Web Application Firewall (WAF) can be used in combination with a content delivery network (CDN), such as Alibaba Cloud CDN, to protect domain names against web attacks. The domain names have content acceleration enabled.

Background information

You can deploy WAF and CDN in the following sequence: CDN, WAF, and origin servers. CDN is deployed at the ingress layer to accelerate the distribution of content.

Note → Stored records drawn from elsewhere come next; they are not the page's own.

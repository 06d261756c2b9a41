//! Capabilities the engine calls into: submit a job, fetch its result.
//!
//! Endpoint URLs and the HTTP client are passed in explicitly; nothing here
//! reaches for process-wide state.

use std::collections::HashMap;
use std::sync::Arc;

use async_trait::async_trait;
use chrono::{DateTime, Utc};
use reqwest::{Client, StatusCode, Url};
use serde::{Deserialize, Serialize};
use serde_json::Value;

use crate::models::job::{JobId, JobKind};

/// Body sent to a backend when a job is submitted.
#[derive(Debug, Clone, Serialize)]
#[serde(rename_all = "camelCase")]
pub struct SubmitEnvelope {
    pub id: JobId,
    pub label: String,
    pub payload: Value,
    pub submitted_at: DateTime<Utc>,
}

/// What a single poll of the result store returned.
#[derive(Debug, Clone, PartialEq)]
pub enum PollResponse {
    NotReady,
    Ready(Value),
    /// The backend finished the job but reports that execution failed.
    Failed(String),
}

#[derive(Debug, thiserror::Error)]
pub enum BackendError {
    #[error("HTTP request failed: {0}")]
    Http(#[from] reqwest::Error),

    #[error("backend returned {status}: {body}")]
    Status { status: u16, body: String },

    #[error("backend acknowledged job as {returned} instead of {expected}")]
    CorrelationMismatch { expected: JobId, returned: String },

    #[error("invalid backend URL: {0}")]
    Url(String),
}

#[async_trait]
pub trait JobBackend: Send + Sync + 'static {
    fn name(&self) -> &str;

    /// Hand the job to the backend. Any non-2xx status is an error.
    async fn submit(&self, envelope: &SubmitEnvelope) -> Result<(), BackendError>;

    /// Look up the result for a job id.
    async fn fetch_result(&self, id: &JobId) -> Result<PollResponse, BackendError>;

    /// Base URL used to build retrieval links for produced files.
    fn view_endpoint(&self) -> Option<&Url> {
        None
    }

    async fn is_available(&self) -> bool {
        true
    }
}

/// Routes each job kind to the backend that runs it.
#[derive(Clone, Default)]
pub struct BackendSet {
    backends: HashMap<JobKind, Arc<dyn JobBackend>>,
}

impl BackendSet {
    pub fn new() -> Self {
        Self::default()
    }

    pub fn with(mut self, kind: JobKind, backend: Arc<dyn JobBackend>) -> Self {
        self.backends.insert(kind, backend);
        self
    }

    pub fn get(&self, kind: JobKind) -> Option<Arc<dyn JobBackend>> {
        self.backends.get(&kind).cloned()
    }

    /// Distinct backends, for health reporting.
    pub fn unique(&self) -> Vec<Arc<dyn JobBackend>> {
        let mut seen: Vec<Arc<dyn JobBackend>> = Vec::new();
        for backend in self.backends.values() {
            if !seen.iter().any(|b| Arc::ptr_eq(b, backend)) {
                seen.push(backend.clone());
            }
        }
        seen
    }
}

/// ComfyUI prompt queue. Our correlation id is passed as `prompt_id`, so the
/// history entry is keyed by it.
pub struct ComfyUiBackend {
    http: Client,
    base_url: Url,
    view_url: Url,
    client_id: String,
}

#[derive(Deserialize)]
struct PromptResponse {
    prompt_id: String,
}

#[derive(Deserialize)]
struct HistoryEntry {
    #[serde(default)]
    outputs: Value,
    #[serde(default)]
    status: Option<HistoryStatus>,
}

#[derive(Deserialize)]
struct HistoryStatus {
    #[serde(default)]
    status_str: Option<String>,
    #[serde(default)]
    messages: Vec<Value>,
}

impl ComfyUiBackend {
    pub fn new(http: Client, base_url: Url) -> Result<Self, BackendError> {
        let view_url = join(&base_url, "view")?;
        Ok(Self {
            http,
            base_url,
            view_url,
            client_id: uuid::Uuid::new_v4().to_string(),
        })
    }

    fn endpoint(&self, path: &str) -> Result<Url, BackendError> {
        join(&self.base_url, path)
    }
}

#[async_trait]
impl JobBackend for ComfyUiBackend {
    fn name(&self) -> &str {
        "comfyui"
    }

    async fn submit(&self, envelope: &SubmitEnvelope) -> Result<(), BackendError> {
        let body = serde_json::json!({
            "prompt": envelope.payload,
            "prompt_id": envelope.id,
            "client_id": self.client_id,
            "extra_data": {
                "label": envelope.label,
                "submitted_at": envelope.submitted_at,
            },
        });

        let response = self
            .http
            .post(self.endpoint("prompt")?)
            .json(&body)
            .send()
            .await?;
        let response = ensure_success(response).await?;

        let ack: PromptResponse = response.json().await?;
        if ack.prompt_id != envelope.id.as_str() {
            return Err(BackendError::CorrelationMismatch {
                expected: envelope.id.clone(),
                returned: ack.prompt_id,
            });
        }
        Ok(())
    }

    async fn fetch_result(&self, id: &JobId) -> Result<PollResponse, BackendError> {
        let url = self.endpoint(&format!("history/{}", id))?;
        let response = ensure_success(self.http.get(url).send().await?).await?;

        let mut history: HashMap<String, HistoryEntry> = response.json().await?;
        let Some(entry) = history.remove(id.as_str()) else {
            return Ok(PollResponse::NotReady);
        };

        if let Some(status) = &entry.status {
            if status.status_str.as_deref() == Some("error") {
                return Ok(PollResponse::Failed(execution_error(&status.messages)));
            }
        }
        Ok(PollResponse::Ready(entry.outputs))
    }

    fn view_endpoint(&self) -> Option<&Url> {
        Some(&self.view_url)
    }

    async fn is_available(&self) -> bool {
        let Ok(url) = self.endpoint("system_stats") else {
            return false;
        };
        match self.http.get(url).send().await {
            Ok(response) => response.status().is_success(),
            Err(_) => false,
        }
    }
}

/// Webhook pair (e.g. n8n): one URL accepts submissions, another is polled
/// with `?id=`.
pub struct WebhookBackend {
    http: Client,
    submit_url: Url,
    poll_url: Url,
}

impl WebhookBackend {
    pub fn new(http: Client, submit_url: Url, poll_url: Url) -> Self {
        Self {
            http,
            submit_url,
            poll_url,
        }
    }
}

#[async_trait]
impl JobBackend for WebhookBackend {
    fn name(&self) -> &str {
        "webhook"
    }

    async fn submit(&self, envelope: &SubmitEnvelope) -> Result<(), BackendError> {
        let response = self
            .http
            .post(self.submit_url.clone())
            .json(envelope)
            .send()
            .await?;
        ensure_success(response).await?;
        Ok(())
    }

    async fn fetch_result(&self, id: &JobId) -> Result<PollResponse, BackendError> {
        let mut url = self.poll_url.clone();
        url.query_pairs_mut().append_pair("id", id.as_str());

        let response = self.http.get(url).send().await?;
        if matches!(
            response.status(),
            StatusCode::NOT_FOUND | StatusCode::NO_CONTENT
        ) {
            return Ok(PollResponse::NotReady);
        }
        let response = ensure_success(response).await?;

        let text = response.text().await?;
        if text.trim().is_empty() {
            return Ok(PollResponse::NotReady);
        }
        let body: Value = serde_json::from_str(&text).map_err(|e| BackendError::Status {
            status: 200,
            body: format!("unparseable result body: {}", e),
        })?;
        Ok(classify_webhook_body(body))
    }
}

/// Map a webhook poll body onto a poll response.
pub fn classify_webhook_body(body: Value) -> PollResponse {
    match &body {
        Value::Null => return PollResponse::NotReady,
        Value::Array(items) if items.is_empty() => return PollResponse::NotReady,
        Value::Object(map) => {
            if map.is_empty() {
                return PollResponse::NotReady;
            }
            match map.get("status").and_then(Value::as_str) {
                Some("pending") | Some("processing") | Some("queued") => {
                    return PollResponse::NotReady;
                }
                Some("error") | Some("failed") => {
                    let message = map
                        .get("error")
                        .or_else(|| map.get("message"))
                        .and_then(Value::as_str)
                        .unwrap_or("analysis failed");
                    return PollResponse::Failed(message.to_string());
                }
                _ => {}
            }
        }
        _ => {}
    }
    PollResponse::Ready(body)
}

async fn ensure_success(response: reqwest::Response) -> Result<reqwest::Response, BackendError> {
    let status = response.status();
    if status.is_success() {
        return Ok(response);
    }
    let body = response.text().await.unwrap_or_default();
    Err(BackendError::Status {
        status: status.as_u16(),
        body,
    })
}

fn join(base: &Url, path: &str) -> Result<Url, BackendError> {
    let mut base = base.clone();
    if !base.path().ends_with('/') {
        let with_slash = format!("{}/", base.path());
        base.set_path(&with_slash);
    }
    base.join(path).map_err(|e| BackendError::Url(e.to_string()))
}

fn execution_error(messages: &[Value]) -> String {
    // messages are `[event_name, details]` pairs
    messages
        .iter()
        .filter_map(Value::as_array)
        .find(|pair| pair.first().and_then(Value::as_str) == Some("execution_error"))
        .and_then(|pair| pair.get(1))
        .and_then(|details| {
            let node = details.get("node_type").and_then(Value::as_str).unwrap_or("node");
            let message = details.get("exception_message").and_then(Value::as_str)?;
            Some(format!("{}: {}", node, message.trim()))
        })
        .unwrap_or_else(|| "execution failed".to_string())
}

WAF is deployed at the intermediate layer to protect applications.

Use Alibaba Cloud CDN

  1. Add the domain name that you want to accelerate to Alibaba Cloud CDN. For more information, see CDN quick start.
  2. Add the domain name to WAF.
    • Domain Name: Enter the domain name that you want to protect.
    • Destination Server (IP Address): Enter the public IP address of the SLB instance, the public IP address of the ECS instance, or the IP address of the server that is not deployed on Alibaba Cloud.
    • Does a layer 7 proxy (DDoS Protection/CDN, etc.) exist in front of WAF: Select Yes.

    For more information, see Add websites.

    Add Domain Name page
  3. After the domain name is added to WAF, WAF generates a dedicated canonical name (CNAME) for the domain name.
    Note For more information about how to view the CNAME that is generated by WAF, see Change a DNS record.
  4. Change the DNS record of the origin server in the Alibaba Cloud CDN console to point to the CNAME.
    1. Log on to the Alibaba Cloud CDN console.
    2. Open the Domain Names page. On the page that appears, select the required domain name and click Manage.
    3. In the Origin Information section, click Modify.
    4. Modify the information of the origin server.
      • Origin Info: Select Site Domain.
      • Domain Name: Enter the CNAME that is generated by WAF.
      • Port: Select 80.
      Add Origin Server dialog box
    5. Go to the Back-to-origin page. On the Configurations tab, verify that Origin Host is disabled.
      Configurations tab
    After the configuration is complete, traffic passes through Alibaba Cloud CDN. The dynamic content remains detected and protected by WAF.